Start of The input

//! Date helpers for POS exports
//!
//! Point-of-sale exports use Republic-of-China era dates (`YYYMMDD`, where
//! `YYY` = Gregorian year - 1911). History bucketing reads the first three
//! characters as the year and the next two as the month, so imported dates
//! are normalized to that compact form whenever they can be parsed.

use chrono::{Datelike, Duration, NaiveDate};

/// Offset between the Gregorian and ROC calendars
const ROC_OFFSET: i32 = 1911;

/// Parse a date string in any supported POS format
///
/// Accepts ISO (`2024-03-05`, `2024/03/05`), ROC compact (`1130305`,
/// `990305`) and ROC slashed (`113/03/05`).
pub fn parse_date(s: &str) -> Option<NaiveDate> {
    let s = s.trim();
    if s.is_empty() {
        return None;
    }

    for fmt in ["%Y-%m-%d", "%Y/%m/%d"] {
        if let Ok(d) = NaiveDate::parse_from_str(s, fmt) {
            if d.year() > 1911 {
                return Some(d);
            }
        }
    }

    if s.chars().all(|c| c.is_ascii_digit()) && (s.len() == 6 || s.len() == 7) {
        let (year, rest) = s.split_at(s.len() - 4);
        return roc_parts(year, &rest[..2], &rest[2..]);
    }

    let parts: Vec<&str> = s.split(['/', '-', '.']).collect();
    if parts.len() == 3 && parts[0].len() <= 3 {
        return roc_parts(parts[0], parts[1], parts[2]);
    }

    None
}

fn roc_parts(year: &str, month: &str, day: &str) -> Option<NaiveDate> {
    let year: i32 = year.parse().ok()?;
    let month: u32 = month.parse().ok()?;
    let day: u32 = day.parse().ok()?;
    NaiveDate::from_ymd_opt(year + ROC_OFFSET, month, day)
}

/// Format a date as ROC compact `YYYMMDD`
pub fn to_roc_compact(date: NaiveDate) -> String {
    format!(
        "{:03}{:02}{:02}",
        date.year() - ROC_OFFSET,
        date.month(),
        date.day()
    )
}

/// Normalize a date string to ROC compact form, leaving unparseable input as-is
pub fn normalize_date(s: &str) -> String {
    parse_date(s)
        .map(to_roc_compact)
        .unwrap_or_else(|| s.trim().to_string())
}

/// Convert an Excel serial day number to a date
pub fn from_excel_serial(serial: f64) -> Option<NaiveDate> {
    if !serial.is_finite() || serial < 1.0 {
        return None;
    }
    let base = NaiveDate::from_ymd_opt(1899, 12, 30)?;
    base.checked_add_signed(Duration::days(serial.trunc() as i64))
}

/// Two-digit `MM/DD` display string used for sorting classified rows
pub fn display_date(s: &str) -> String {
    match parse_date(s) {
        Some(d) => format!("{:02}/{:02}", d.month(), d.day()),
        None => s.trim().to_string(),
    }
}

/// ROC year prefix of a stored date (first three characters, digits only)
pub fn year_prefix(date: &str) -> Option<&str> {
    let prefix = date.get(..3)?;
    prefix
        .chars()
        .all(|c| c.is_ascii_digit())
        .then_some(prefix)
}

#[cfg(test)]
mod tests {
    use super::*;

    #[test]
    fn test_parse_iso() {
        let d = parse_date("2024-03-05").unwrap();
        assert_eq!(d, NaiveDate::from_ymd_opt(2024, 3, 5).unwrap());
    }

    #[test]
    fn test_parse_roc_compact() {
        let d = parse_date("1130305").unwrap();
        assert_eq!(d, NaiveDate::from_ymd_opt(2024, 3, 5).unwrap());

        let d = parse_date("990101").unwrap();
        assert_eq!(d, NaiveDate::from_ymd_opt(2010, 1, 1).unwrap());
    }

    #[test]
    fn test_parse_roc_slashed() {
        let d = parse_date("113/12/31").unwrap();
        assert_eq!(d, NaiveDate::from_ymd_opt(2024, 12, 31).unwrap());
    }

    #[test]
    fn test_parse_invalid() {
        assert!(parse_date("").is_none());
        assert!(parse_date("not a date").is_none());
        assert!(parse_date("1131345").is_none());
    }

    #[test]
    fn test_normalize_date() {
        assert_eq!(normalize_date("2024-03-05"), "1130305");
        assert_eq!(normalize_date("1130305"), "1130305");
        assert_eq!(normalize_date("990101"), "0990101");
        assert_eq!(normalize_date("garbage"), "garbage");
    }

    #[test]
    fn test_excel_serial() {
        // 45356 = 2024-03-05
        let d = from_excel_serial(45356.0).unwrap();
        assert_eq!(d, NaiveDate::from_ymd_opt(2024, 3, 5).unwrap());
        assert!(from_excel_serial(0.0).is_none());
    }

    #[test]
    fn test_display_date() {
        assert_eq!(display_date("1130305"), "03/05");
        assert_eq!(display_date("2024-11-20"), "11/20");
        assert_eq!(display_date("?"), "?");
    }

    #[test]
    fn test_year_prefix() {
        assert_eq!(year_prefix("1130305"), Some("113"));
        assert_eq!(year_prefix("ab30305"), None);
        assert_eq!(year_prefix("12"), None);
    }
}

End of The input

## How to complete this task
Could you transcribe all of the data exactly as it is given?

## Answer space
//! Date helpers for POS exports
//!
//! Point-of-sale exports use Republic-of-China era dates (`YYYMMDD`, where
//! `YYY` = Gregorian year - 1911). History bucketing reads the first three
//! characters as the year and the next two as the month, so imported dates
//! are normalized to that compact form whenever they can be parsed.

use chrono::{Datelike, Duration, NaiveDate};

/// Offset between the Gregorian and ROC calendars
const ROC_OFFSET: i32 = 1911;

/// Parse a date string in any supported POS format
///
/// Accepts ISO (`2024-03-05`, `2024/03/05`), ROC compact (`1130305`,
/// `990305`) and ROC slashed (`113/03/05`).
pub fn parse_date(s: &str) -> Option<NaiveDate> {
    let s = s.trim();
    if s.is_empty() {
        return None;
    }

    for fmt in ["%Y-%m-%d", "%Y/%m/%d"] {
        if let Ok(d) = NaiveDate::parse_from_str(s, fmt) {
            if d.year() > 1911 {
                return Some(d);
            }
        }
    }

    if s.chars().all(|c| c.is_ascii_digit()) && (s.len() == 6 || s.len() == 7) {
        let (year, rest) = s.split_at(s.len() - 4);
        return roc_parts(year, &rest[..2], &rest[2..]);
    }

    let parts: Vec<&str> = s.split(['/', '-', '.']).collect();
    if parts.len() == 3 && parts[0].len() <= 3 {
        return roc_parts(parts[0], parts[1], parts[2]);
    }

    None
}

fn roc_parts(year: &str, month: &str, day: &str) -> Option<NaiveDate> {
    let year: i32 = year.parse().ok()?;
    let month: u32 = month.parse().ok()?;
    let day: u32 = day.parse().ok()?;
    NaiveDate::from_ymd_opt(year + ROC_OFFSET, month, day)
}

/// Format a date as ROC compact `YYYMMDD`
pub fn to_roc_compact(date: NaiveDate) -> String {
    format!(
        "{:03}{:02}{:02}",
        date.year() - ROC_OFFSET,
        date.month(),
        date.day()
    )
}

/// Normalize a date string to ROC compact form, leaving unparseable input as-is
pub fn normalize_date(s: &str) -> String {
    parse_date(s)
        .map(to_roc_compact)
        .unwrap_or_else(|| s.trim().to_string())
}

/// Convert an Excel serial day number to a date
pub fn from_excel_serial(serial: f64) -> Option<NaiveDate> {
    if !serial.is_finite() || serial < 1.0 {
        return None;
    }
    let base = NaiveDate::from_ymd_opt(1899, 12, 30)?;
    base.checked_add_signed(Duration::days(serial.trunc() as i64))
}

/// Two-digit `MM/DD` display string used for sorting classified rows
pub fn display_date(s: &str) -> String {
    match parse_date(s) {
        Some(d) => format!("{:02}/{:02}", d.month(), d.day()),
        None => s.trim().to_string(),
    }
}

/// ROC year prefix of a stored date (first three characters, digits only)
pub fn year_prefix(date: &str) -> Option<&str> {
    let prefix = date.get(..3)?;
    prefix
        .chars()
        .all(|c| c.is_ascii_digit())
        .then_some(prefix)
}

#[cfg(test)]
mod tests {
    use super::*;

    #[test]
    fn test_parse_iso() {
        let d = parse_date("2024-03-05").unwrap();
        assert_eq!(d, NaiveDate::from_ymd_opt(2024, 3, 5).unwrap());
    }

    #[test]
    fn test_parse_roc_compact() {
        let d = parse_date("1130305").unwrap();
        assert_eq!(d, NaiveDate::from_ymd_opt(2024, 3, 5).unwrap());

        let d = parse_date("990101").unwrap();
        assert_eq!(d, NaiveDate::from_ymd_opt(2010, 1, 1).unwrap());
    }

    #[test]
    fn test_parse_roc_slashed() {
        let d = parse_date("113/12/31").unwrap();
        assert_eq!(d, NaiveDate::from_ymd_opt(2024, 12, 31).unwrap());
    }

    #[test]
    fn test_parse_invalid() {
        assert!(parse_date("").is_none());
        assert!(parse_date("not a date").is_none());
        assert!(parse_date("1131345").is_none());
    }

    #[test]
    fn test_normalize_date() {
        assert_eq!(normalize_date("2024-03-05"), "1130305");
        assert_eq!(normalize_date("1130305"), "1130305");
        assert_eq!(normalize_date("990101"), "0990101");
        assert_eq!(normalize_date("garbage"), "garbage");
    }

    #[test]
    fn test_excel_serial() {
        // 45356 = 2024-03-05
        let d = from_excel_serial(45356.0).unwrap();
        assert_eq!(d, NaiveDate::from_ymd_opt(2024, 3, 5).unwrap());
        assert!(from_excel_serial(0.0).is_none());
    }

    #[test]
    fn test_display_date() {
        assert_eq!(display_date("1130305"), "03/05");
        assert_eq!(display_date("2024-11-20"), "11/20");
        assert_eq!(display_date("?"), "?");
    }

    #[test]
    fn test_year_prefix() {
        assert_eq!(year_prefix("1130305"), Some("113"));
        assert_eq!(year_prefix("ab30305"), None);
        assert_eq!(year_prefix("12"), None);
    }
}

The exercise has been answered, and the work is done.